Assuming I have a producer-consumer queue, and I want to use MOVNTI on producer side to avoid cache pollution.
(Has not actually observed cache pollution effect yet, so it is probably theory question for now)
So I'm replacing the following producer:
std::atomic<std::size_t> producer_index;
QueueElement queue_data[MAX_SIZE];
...
void producer()
{
for (;;)
{
...
queue_data[i].d1 = v1;
queue_data[i].d2 = v2;
...
queue_data[i].dN = vN;
producer_index.store(i, std::memory_order_release);
}
}
With the following:
void producer()
{
for (;;)
{
...
_mm_stream_si64(&queue_data[i].d1, v1);
_mm_stream_si64(&queue_data[i].d2, v2);
...
_mm_stream_si64(&queue_data[i].dN, vN);
_mm_sfence();
producer_index.store(i, std::memory_order_release);
}
}
Notice I added _mm_sfence, which would wait until "non-temporal" operation results become observable.
If I don't add it, consumer may observe producer_index before queue_data changes.
But what if I write index with _mm_stream_si64 too?
std::size_t producer_index_value;
std::atomic_ref<std::size_t> producer_index { producer_index_value };
void producer()
{
for (;;)
{
...
_mm_stream_si64(&queue_data[i].d1, v1);
_mm_stream_si64(&queue_data[i].d2, v2);
...
_mm_stream_si64(&queue_data[i].dN, vN);
_mm_stream_si64(&producer_index_value, i);
}
}
According to my reading of Intel manuals, this shouldn't work, as non-temporal store has relaxed ordering.
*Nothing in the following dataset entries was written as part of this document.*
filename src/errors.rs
use axum::http::StatusCode;
use axum::response::{IntoResponse, Response};
use serde::Serialize;

#[derive(Debug, Clone, PartialEq, Eq, Serialize)]
pub struct FieldError {
    pub field: &'static str,
    pub message: String,
}

impl FieldError {
    pub fn new(field: &'static str, message: impl Into<String>) -> Self {
        Self {
            field,
            message: message.into(),
        }
    }
}

#[derive(Debug, thiserror::Error)]
pub enum AppError {
    #[error("cache error: {0}")]
    Cache(#[from] anyhow::Error),

    #[error("validation failed")]
    Validation(Vec<FieldError>),

    #[error("not found: {0}")]
    NotFound(String),

    #[error("conflict: {0}")]
    Conflict(String),

    #[error("a submission is already in progress")]
    Busy,

    #[error("bad request: {0}")]
    BadRequest(String),
}

impl AppError {
    pub fn field(field: &'static str, message: impl Into<String>) -> Self {
        AppError::Validation(vec![FieldError::new(field, message)])
    }
}

impl IntoResponse for AppError {
    fn into_response(self) -> Response {
        let status = match &self {
            AppError::Cache(_) => StatusCode::INTERNAL_SERVER_ERROR,
            AppError::Validation(_) => StatusCode::UNPROCESSABLE_ENTITY,
            AppError::NotFound(_) => StatusCode::NOT_FOUND,
            AppError::Conflict(_) => StatusCode::CONFLICT,
            AppError::Busy => StatusCode::CONFLICT,
            AppError::BadRequest(_) => StatusCode::BAD_REQUEST,
        };

        if status.is_server_error() {
            tracing::error!(error = %self, "request failed");
        }

        let body = match &self {
            AppError::Validation(fields) => {
                serde_json::json!({ "error": self.to_string(), "fields": fields })
            }
            _ => serde_json::json!({ "error": self.to_string() }),
        };
        (status, axum::Json(body)).into_response()
    }
}
use std::collections::HashMap;
use std::sync::{Arc, Mutex, MutexGuard};
use std::time::Duration;

use chrono::{DateTime, NaiveDate, Utc};
use serde::{Deserialize, Serialize};
use uuid::Uuid;

use crate::errors::AppError;
use crate::models::{BookedInterval, BookingRequest, Catalog, PersistedBooking, Service};
use crate::services::availability::{compute_available_slots, reconcile_selection};
use crate::services::conflict::{ConflictFlow, ConflictOutcome, ConflictState, Resolution};
use crate::services::debounce::Debouncer;
use crate::services::notify::BookingSummary;
use crate::services::repository::BookingRepository;
use crate::services::validation::validate_request;

/// A booking form in progress. Slots are recomputed whenever the date,
/// the home-service flag or the booked intervals change.
pub struct DraftSession {
    pub id: Uuid,
    pub service_id: String,
    pub request: BookingRequest,
    pub booked: Vec<BookedInterval>,
    pub slots: Vec<String>,
    pub conflict: ConflictFlow,
    pub submitting: bool,
    pub expires_at: DateTime<Utc>,
    lookup: Debouncer,
}

impl DraftSession {
    fn new(service_id: String, expires_at: DateTime<Utc>, lookup_delay: Duration) -> Self {
        Self {
            id: Uuid::new_v4(),
            service_id,
            request: BookingRequest::default(),
            booked: Vec::new(),
            slots: Vec::new(),
            conflict: ConflictFlow::default(),
            submitting: false,
            expires_at,
            lookup: Debouncer::new(lookup_delay),
        }
    }

    fn is_expired(&self, now: DateTime<Utc>) -> bool {
        self.expires_at <= now
    }
}

/// Field edits; absent fields are left alone, an empty `time` or
/// `address` clears it.
#[derive(Debug, Default, Deserialize)]
pub struct DraftPatch {
    pub name: Option<String>,
    pub email: Option<String>,
    pub phone: Option<String>,
    pub date: Option<NaiveDate>,
    pub time: Option<String>,
    pub is_home_service: Option<bool>,
    pub address: Option<String>,
}

#[derive(Debug, Clone, Serialize)]
pub struct DraftView {
    pub id: Uuid,
    pub service_id: String,
    pub request: BookingRequest,
    pub duration_minutes: u32,
    pub total_price: u32,
    pub slots: Vec<String>,
    pub conflict: ConflictState,
    pub lookup_pending: bool,
    pub submitting: bool,
    pub expires_at: DateTime<Utc>,
}

#[derive(Debug, Clone)]
pub struct SubmittedDraft {
    pub booking: PersistedBooking,
    pub summary: BookingSummary,
}

pub struct DraftStore {
    sessions: Mutex<HashMap<Uuid, DraftSession>>,
    repo: BookingRepository,
    catalog: Arc<Catalog>,
    ttl: chrono::Duration,
    lookup_delay: Duration,
}

impl DraftStore {
    pub fn new(
        repo: BookingRepository,
        catalog: Arc<Catalog>,
        ttl_minutes: i64,
        lookup_delay: Duration,
    ) -> Self {
        Self {
            sessions: Mutex::new(HashMap::new()),
            repo,
            catalog,
            ttl: chrono::Duration::minutes(ttl_minutes),
            lookup_delay,
        }
    }

    fn sessions(&self) -> MutexGuard<'_, HashMap<Uuid, DraftSession>> {
        self.sessions.lock().unwrap_or_else(|e| e.into_inner())
    }

    fn expiry(&self) -> DateTime<Utc> {
        Utc::now() + self.ttl
    }

    pub fn create(&self, service_id: &str) -> Result<DraftView, AppError> {
        let service = self
            .catalog
            .service(service_id)
            .ok_or_else(|| AppError::NotFound(format!("service {service_id}")))?;

        let mut sessions = self.sessions();
        let now = Utc::now();
        let before = sessions.len();
        sessions.retain(|_, s| !s.is_expired(now));
        if sessions.len() != before {
            tracing::debug!(purged = before - sessions.len(), "expired drafts purged");
        }

        let session = DraftSession::new(service.id.clone(), self.expiry(), self.lookup_delay);
        let view = self.view(&session)?;
        sessions.insert(session.id, session);

        tracing::info!(draft = %view.id, service = service_id, "draft created");
        Ok(view)
    }

    pub fn get(&self, id: Uuid) -> Result<DraftView, AppError> {
        let sessions = self.sessions();
        self.view(live(&sessions, id)?)
    }

    pub async fn patch(
        self: &Arc<Self>,
        id: Uuid,
        patch: DraftPatch,
    ) -> Result<DraftView, AppError> {
        let reload = {
            let mut sessions = self.sessions();
            let session = live_mut(&mut sessions, id)?;
            if session.submitting {
                return Err(AppError::Busy);
            }

            let request = &mut session.request;
            let mut identity_changed = false;
            if let Some(name) = patch.name {
                identity_changed |= request.name != name;
                request.name = name;
            }
            if let Some(phone) = patch.phone {
                identity_changed |= request.phone != phone;
                request.phone = phone;
            }
            if let Some(email) = patch.email {
                request.email = email;
            }
            if let Some(address) = patch.address {
                request.address = Some(address).filter(|a| !a.trim().is_empty());
            }

            let mut reload = false;
            if let Some(date) = patch.date {
                reload |= request.date != Some(date);
                request.date = Some(date);
            }
            if let Some(home) = patch.is_home_service {
                reload |= request.is_home_service != home;
                request.is_home_service = home;
            }

            session.expires_at = self.expiry();
            if identity_changed {
                self.schedule_lookup(session);
            }
            reload
        };

        if reload {
            self.refresh(id).await?;
        }
        if let Some(time) = patch.time {
            self.select_time(id, &time)?;
        }
        self.get(id)
    }

    pub async fn resolve(
        &self,
        id: Uuid,
        choice: Resolution,
    ) -> Result<(DraftView, ConflictOutcome), AppError> {
        let outcome = {
            let mut sessions = self.sessions();
            let session = live_mut(&mut sessions, id)?;
            let outcome = session
                .conflict
                .resolve(choice, &self.repo, &mut session.request)?;
            if choice == Resolution::Keep {
                session.lookup.cancel();
            }
            outcome
        };

        tracing::info!(draft = %id, ?choice, "existing booking conflict resolved");

        // A removed booking may free slots on the selected date
        if choice == Resolution::Replace {
            self.refresh(id).await?;
        }
        Ok((self.get(id)?, outcome))
    }

    /// Validates, re-checks the selected time against fresh data and saves.
    /// The draft is discarded on success; on failure it stays editable.
    pub async fn submit(&self, id: Uuid, today: NaiveDate) -> Result<SubmittedDraft, AppError> {
        {
            let mut sessions = self.sessions();
            let session = live_mut(&mut sessions, id)?;
            if session.submitting {
                return Err(AppError::Busy);
            }
            if session.conflict.is_detected() {
                return Err(AppError::Conflict(
                    "resolve the existing booking first".to_string(),
                ));
            }
            let errors = validate_request(&session.request, today);
            if !errors.is_empty() {
                return Err(AppError::Validation(errors));
            }
            session.submitting = true;
        }

        match self.commit(id).await {
            Ok(submitted) => {
                self.sessions().remove(&id);
                tracing::info!(draft = %id, booking = %submitted.booking.id, "draft submitted");
                Ok(submitted)
            }
            Err(e) => {
                if let Some(session) = self.sessions().get_mut(&id) {
                    session.submitting = false;
                }
                Err(e)
            }
        }
    }

    async fn commit(&self, id: Uuid) -> Result<SubmittedDraft, AppError> {
        self.refresh(id).await?;

        let (request, service) = {
            let sessions = self.sessions();
            let session = live(&sessions, id)?;
            if session.request.time.is_none() {
                return Err(AppError::field(
                    "time",
                    "that time is no longer available, pick another",
                ));
            }
            (session.request.clone(), self.service_for(session)?.clone())
        };

        let addon = &self.catalog.home_service;
        let duration = service.duration_for(addon, request.is_home_service);
        let booking = self.repo.save_booking(&request, duration).await?;

        let summary = BookingSummary {
            name: booking.name.clone(),
            phone: booking.phone.clone(),
            service_name: service.name.clone(),
            is_home_service: booking.is_home_service,
            date: booking.date,
            time: booking.time.clone(),
            duration_minutes: duration,
            address: booking.address.clone(),
            total_price: service.price_for(addon, booking.is_home_service),
        };
        Ok(SubmittedDraft { booking, summary })
    }

    /// Reloads the booked intervals for the draft's date and recomputes its
    /// slots. Results for a date the draft has since moved away from are
    /// dropped.
    async fn refresh(&self, id: Uuid) -> Result<(), AppError> {
        let date = {
            let sessions = self.sessions();
            live(&sessions, id)?.request.date
        };
        let Some(date) = date else {
            return Ok(());
        };

        let booked = self.repo.load_booked_intervals(date).await?;

        let mut sessions = self.sessions();
        let session = live_mut(&mut sessions, id)?;
        if session.request.date != Some(date) {
            tracing::debug!(draft = %id, %date, "discarding intervals for stale date");
            return Ok(());
        }
        session.booked = booked;
        self.recompute(session)
    }

    fn recompute(&self, session: &mut DraftSession) -> Result<(), AppError> {
        let duration = self.duration_for(session)?;
        session.slots = compute_available_slots(&session.booked, duration);
        session.request.time =
            reconcile_selection(&session.slots, session.request.time.as_deref());
        Ok(())
    }

    fn select_time(&self, id: Uuid, time: &str) -> Result<(), AppError> {
        let mut sessions = self.sessions();
        let session = live_mut(&mut sessions, id)?;
        let time = time.trim();
        if time.is_empty() {
            session.request.time = None;
            return Ok(());
        }
        if !session.slots.iter().any(|s| s == time) {
            return Err(AppError::field("time", format!("{time} is not available")));
        }
        session.request.time = Some(time.to_string());
        Ok(())
    }

    fn schedule_lookup(self: &Arc<Self>, session: &mut DraftSession) {
        let store = Arc::clone(self);
        let id = session.id;
        session.lookup.schedule(async move { store.run_lookup(id) });
    }

    fn run_lookup(&self, id: Uuid) {
        let mut sessions = self.sessions();
        let Some(session) = sessions.get_mut(&id) else {
            return;
        };

        match self
            .repo
            .find_existing_booking(&session.request.name, &session.request.phone)
        {
            Ok(found) => {
                if let Some(prior) = &found {
                    tracing::info!(draft = %id, prior = %prior.id, "existing booking detected");
                }
                session.conflict.observe(found);
            }
            Err(e) => tracing::warn!(draft = %id, error = %e, "existing booking lookup failed"),
        }
    }

    fn service_for(&self, session: &DraftSession) -> Result<&Service, AppError> {
        self.catalog
            .service(&session.service_id)
            .ok_or_else(|| AppError::NotFound(format!("service {}", session.service_id)))
    }

    fn duration_for(&self, session: &DraftSession) -> Result<u32, AppError> {
        let service = self.service_for(session)?;
        Ok(service.duration_for(&self.catalog.home_service, session.request.is_home_service))
    }

    fn view(&self, session: &DraftSession) -> Result<DraftView, AppError> {
        let service = self.service_for(session)?;
        let addon = &self.catalog.home_service;
        let home = session.request.is_home_service;
        Ok(DraftView {
            id: session.id,
            service_id: session.service_id.clone(),
            request: session.request.clone(),
            duration_minutes: service.duration_for(addon, home),
            total_price: service.price_for(addon, home),
            slots: session.slots.clone(),
            conflict: session.conflict.state().clone(),
            lookup_pending: session.lookup.is_pending(),
            submitting: session.submitting,
            expires_at: session.expires_at,
        })
    }
}

fn live(sessions: &HashMap<Uuid, DraftSession>, id: Uuid) -> Result<&DraftSession, AppError> {
    sessions
        .get(&id)
        .filter(|s| !s.is_expired(Utc::now()))
        .ok_or_else(|| AppError::NotFound(format!("draft {id}")))
}

fn live_mut(
    sessions: &mut HashMap<Uuid, DraftSession>,
    id: Uuid,
) -> Result<&mut DraftSession, AppError> {
    sessions
        .get_mut(&id)
        .filter(|s| !s.is_expired(Utc::now()))
        .ok_or_else(|| AppError::NotFound(format!("draft {id}")))
}
use chrono::NaiveDate;
use reqwest::Url;

/// Everything the outbound confirmation message mentions.
#[derive(Debug, Clone)]
pub struct BookingSummary {
    pub name: String,
    pub phone: String,
    pub service_name: String,
    pub is_home_service: bool,
    pub date: NaiveDate,
    pub time: String,
    pub duration_minutes: u32,
    pub address: Option<String>,
    pub total_price: u32,
}

pub fn compose_message(summary: &BookingSummary) -> String {
    let service = if summary.is_home_service {
        format!("{} (home service)", summary.service_name)
    } else {
        summary.service_name.clone()
    };

    let mut lines = vec![
        "New booking request".to_string(),
        format!("Name: {}", summary.name),
        format!("Phone: {}", summary.phone),
        format!("Service: {service}"),
        format!("Date: {}", summary.date.format("%d-%m-%Y")),
        format!("Time: {}", summary.time),
        format!("Duration: {} min", summary.duration_minutes),
    ];

    if summary.is_home_service {
        if let Some(address) = &summary.address {
            lines.push(format!("Address: {address}"));
        }
    }

    lines.push(format!("Total: {}", format_price(summary.total_price)));
    lines.join("\n")
}

/// Chilean peso style: `$25.000`.
pub fn format_price(amount: u32) -> String {
    let digits = amount.to_string();
    let mut out = String::with_capacity(digits.len() + digits.len() / 3 + 1);
    for (i, c) in digits.chars().enumerate() {
        if i > 0 && (digits.len() - i) % 3 == 0 {
            out.push('.');
        }
        out.push(c);
    }
    format!("${out}")
}

pub fn whatsapp_link(number: &str, text: &str) -> anyhow::Result<Url> {
    let digits: String = number.chars().filter(char::is_ascii_digit).collect();
    if digits.is_empty() {
        anyhow::bail!("no WhatsApp number configured");
    }
    Ok(Url::parse_with_params(
        &format!("https://wa.me/{digits}"),
        &[("text", text)],
    )?)
}

pub fn email_link(to: &str, subject: &str, body: &str) -> anyhow::Result<Url> {
    if to.trim().is_empty() {
        anyhow::bail!("no contact email configured");
    }
    Ok(Url::parse_with_params(
        &format!("mailto:{}", to.trim()),
        &[("subject", subject), ("body", body)],
    )?)
}
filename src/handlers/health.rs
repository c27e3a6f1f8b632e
use axum::Json;

pub async fn health() -> Json<serde_json::Value> {
    Json(serde_json::json!({ "status": "ok" }))
}
use anyhow::Context;
use rusqlite::Connection;

/// Ordered schema steps, compiled into the binary so `:memory:` databases
/// and tests never depend on the working directory.
const MIGRATIONS: &[(&str, &str)] = &[(
    "001_cache_slots.sql",
    include_str!("../../migrations/001_cache_slots.sql"),
)];

pub fn run_migrations(conn: &Connection) -> anyhow::Result<()> {
    conn.execute_batch(
        "CREATE TABLE IF NOT EXISTS _migrations (
            name TEXT PRIMARY KEY,
            applied_at TEXT NOT NULL DEFAULT (datetime('now'))
        );",
    )
    .context("failed to create migrations table")?;

    for (name, sql) in MIGRATIONS {
        let already_applied: bool = conn
            .query_row(
                "SELECT COUNT(*) > 0 FROM _migrations WHERE name = ?1",
                [name],
                |row| row.get(0),
            )
            .context("failed to check migration status")?;

        if already_applied {
            continue;
        }

        conn.execute_batch(sql)
            .with_context(|| format!("failed to apply migration: {name}"))?;

        conn.execute("INSERT INTO _migrations (name) VALUES (?1)", [name])
            .with_context(|| format!("failed to record migration: {name}"))?;

        tracing::info!("applied migration: {name}");
    }

    Ok(())
}
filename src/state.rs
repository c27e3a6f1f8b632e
use std::sync::Arc;
use std::time::Duration;

use crate::config::AppConfig;
use crate::models::Catalog;
use crate::services::cache::LocalCache;
use crate::services::drafts::DraftStore;
use crate::services::remote::RemoteStore;
use crate::services::repository::BookingRepository;

pub struct AppState {
    pub config: AppConfig,
    pub catalog: Arc<Catalog>,
    pub repo: BookingRepository,
    pub drafts: Arc<DraftStore>,
}

impl AppState {
    pub fn new(
        config: AppConfig,
        catalog: Catalog,
        cache: Arc<dyn LocalCache>,
        remote: Option<Arc<dyn RemoteStore>>,
    ) -> Self {
        let catalog = Arc::new(catalog);
        let repo = BookingRepository::new(cache, remote);
        let drafts = Arc::new(DraftStore::new(
            repo.clone(),
            Arc::clone(&catalog),
            config.draft_ttl_minutes,
            Duration::from_millis(config.lookup_debounce_ms),
        ));

        Self {
            config,
            catalog,
            repo,
            drafts,
        }
    }
}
But didn't they say "relaxed" only to make non-temporal operation not ordered against the rest of the program?
Maybe they are ordered within themselves, so the producer still would work as expected?
And if MOVNTI is truly relaxed, so that the latest code is incorrect, what is the reason for memory writes to be reordered?